Mobile malware, mainly aimed at Android devices, jumps 614% in a year
The threat to corporate data continues to grow as Android devices come under attack
Computerworld - The number of mobile malware apps has jumped 614% in the last year, according to studies conducted by McAfee and Juniper Networks.
The Juniper study -- its third annual Mobile Threats Report -- showed that the majority of attacks are directed at Android devices, as the Android market continues to grow. Malware aimed specifically at Android devices has increased at a staggering rate since 2010, growing from 24% of all mobile malware that year to 92% by March 2013.
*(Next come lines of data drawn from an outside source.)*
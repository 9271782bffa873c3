use std::path::Path;
use std::path::PathBuf;

use dockev_security::UndeclaredPolicy;
use serde::Deserialize;
use serde::Serialize;
use tracing::debug;

const APP_DIR: &str = "dockev";

#[derive(Debug, thiserror::Error)]
pub enum ConfigError {
    #[error("failed to read config {path}: {source}")]
    Io {
        path: PathBuf,
        #[source]
        source: std::io::Error,
    },
    #[error("invalid config {path}: {source}")]
    Parse {
        path: PathBuf,
        #[source]
        source: toml::de::Error,
    },
}

pub type Result<T> = std::result::Result<T, ConfigError>;

/// Host settings. Every field may be omitted from the file.
#[derive(Debug, Clone, PartialEq, Eq, Serialize, Deserialize)]
#[serde(default, deny_unknown_fields)]
pub struct HostConfig {
    pub plugin_root: PathBuf,
    /// Directory for the rolling log file; `None` disables file logging.
    pub log_dir: Option<PathBuf>,
    pub ledger_path: Option<PathBuf>,
    pub persist_ledger: bool,
    /// Hot-reload poll interval; 0 disables polling.
    pub poll_interval_ms: u64,
    pub unattended: bool,
    pub undeclared_capabilities: UndeclaredPolicy,
    pub audit_capacity: usize,
    pub history_capacity: usize,
    pub prompt: String,
}

impl Default for HostConfig {
    fn default() -> Self {
        let data_dir = dirs::data_local_dir().map(|dir| dir.join(APP_DIR));
        Self {
            plugin_root: PathBuf::from("plugins"),
            log_dir: data_dir.as_ref().map(|dir| dir.join("logs")),
            ledger_path: data_dir.map(|dir| dir.join("permissions.json")),
            persist_ledger: true,
            poll_interval_ms: 1000,
            unattended: false,
            undeclared_capabilities: UndeclaredPolicy::default(),
            audit_capacity: 1000,
            history_capacity: 200,
            prompt: "dockev> ".to_string(),
        }
    }
}

/// `<config dir>/dockev/config.toml`, when the platform has a config dir.
pub fn default_config_path() -> Option<PathBuf> {
    dirs::config_dir().map(|dir| dir.join(APP_DIR).join("config.toml"))
}

impl HostConfig {
    /// Read a config file. A missing file yields the defaults; an unreadable
    /// or malformed one is an error.
    pub fn load(path: &Path) -> Result<Self> {
        let text = match std::fs::read_to_string(path) {
            Ok(text) => text,
            Err(err) if err.kind() == std::io::ErrorKind::NotFound => {
                debug!(path = %path.display(), "no config file, using defaults");
                return Ok(Self::default());
            }
            Err(source) => {
                return Err(ConfigError::Io {
                    path: path.to_path_buf(),
                    source,
                });
            }
        };
        toml::from_str(&text).map_err(|source| ConfigError::Parse {
            path: path.to_path_buf(),
            source,
        })
    }

    /// Ledger file to persist to, if persistence is on.
    pub fn ledger_file(&self) -> Option<&Path> {
        if self.persist_ledger {
            self.ledger_path.as_deref()
        } else {
            None
        }
    }
}

#[cfg(test)]
mod tests {
    use super::*;
    use pretty_assertions::assert_eq;
    use tempfile::TempDir;

    #[test]
    fn test_defaults() {
        let config = HostConfig::default();
        assert_eq!(config.plugin_root, PathBuf::from("plugins"));
        assert_eq!(config.poll_interval_ms, 1000);
        assert_eq!(config.audit_capacity, 1000);
        assert_eq!(config.history_capacity, 200);
        assert_eq!(config.prompt, "dockev> ");
        assert_eq!(config.undeclared_capabilities, UndeclaredPolicy::Allow);
        assert!(config.persist_ledger);
        assert!(!config.unattended);
    }

    #[test]
    fn test_missing_file_is_default() {
        let dir = TempDir::new().unwrap();
        let config = HostConfig::load(&dir.path().join("absent.toml")).unwrap();
        assert_eq!(config, HostConfig::default());
    }

    #[test]
    fn test_partial_file_keeps_other_defaults() {
        let dir = TempDir::new().unwrap();
        let path = dir.path().join("config.toml");
        std::fs::write(
            &path,
            "plugin_root = \"/srv/plugins\"\npoll_interval_ms = 0\nundeclared_capabilities = \"deny\"\n",
        )
        .unwrap();
        let config = HostConfig::load(&path).unwrap();
        assert_eq!(config.plugin_root, PathBuf::from("/srv/plugins"));
        assert_eq!(config.poll_interval_ms, 0);
        assert_eq!(config.undeclared_capabilities, UndeclaredPolicy::Deny);
        assert_eq!(config.prompt, "dockev> ");
    }

    #[test]
    fn test_malformed_file_is_error() {
        let dir = TempDir::new().unwrap();
        let path = dir.path().join("config.toml");
        std::fs::write(&path, "poll_interval_ms = \"soon\"\n").unwrap();
        assert!(matches!(
            HostConfig::load(&path),
            Err(ConfigError::Parse { .. })
        ));

        std::fs::write(&path, "no_such_setting = 1\n").unwrap();
        assert!(HostConfig::load(&path).is_err());
    }

    #[test]
    fn test_ledger_file_respects_persistence() {
        let mut config = HostConfig {
            ledger_path: Some(PathBuf::from("l.json")),
            ..Default::default()
        };
        assert_eq!(config.ledger_file(), Some(Path::new("l.json")));
        config.persist_ledger = false;
        assert_eq!(config.ledger_file(), None);
    }
}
According to data from Juniper's Mobile Threat Center (MTC) research facility, the number of malicious mobile apps jumped 614% in the last year to 276,259, which demonstrates "an exponentially higher cyber criminal interest in exploiting mobile devices."
"Malware writers are increasingly behaving like profit-motivated businesses when designing new attacks and malware distribution strategies," Juniper said in a statement. "Attackers are maximizing their return on investment by focusing 92% of all MTC detected threats at Android, which has a commanding share of the global smartphone market.
In addition to malicious apps, Juniper Networks found several legitimate free applications that could allow corporate data to leak out. The study found that free mobile apps sampled by the MTC are three times more likely to track location and 2.5 times more likely to access user address books than their paid counterparts. Free applications requesting/gaining access to account information nearly doubled from 5.9% in October 2012 to 10.5% in May 2013.
"Whether the device is corporate or employee owned, the end user is often using it for both work and personal activities. Because of that, companies need a holistic approach to managing and securing the physical devices as well as the applications that are downloaded onto them," said Adam Stein, a senior director of mobile product marketing at SAP.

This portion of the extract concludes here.